TASK TO CARRY OUT:
Each record is to be transcribed in full and exactly.
*** Opening of SUPPLIED RECORDS ***
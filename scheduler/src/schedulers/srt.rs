use crate::schedulers::{Policy, Sjf};
use crate::{Pcb, ProcessQueue};

/// Shortest remaining time.
///
/// Selection is the same as [`Sjf`]. The simulator additionally preempts
/// running processes that are longer than the shortest ready one whenever
/// new processes arrive.
pub struct Srt;

impl Policy for Srt {
    fn select(&self, ready: &mut ProcessQueue, quantum: usize, now: usize) -> Option<Pcb> {
        Sjf.select(ready, quantum, now)
    }

    fn name(&self) -> &'static str {
        "SRT"
    }
}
*** Close of SUPPLIED RECORDS ***
ANSWER TO THIS EXERCISE:
filename scheduler/src/schedulers/srt.rs
use crate::schedulers::{Policy, Sjf};
use crate::{Pcb, ProcessQueue};

/// Shortest remaining time.
///
/// Selection is the same as [`Sjf`]. The simulator additionally preempts
/// running processes that are longer than the shortest ready one whenever
/// new processes arrive.
pub struct Srt;

impl Policy for Srt {
    fn select(&self, ready: &mut ProcessQueue, quantum: usize, now: usize) -> Option<Pcb> {
        Sjf.select(ready, quantum, now)
    }

    fn name(&self) -> &'static str {
        "SRT"
    }
}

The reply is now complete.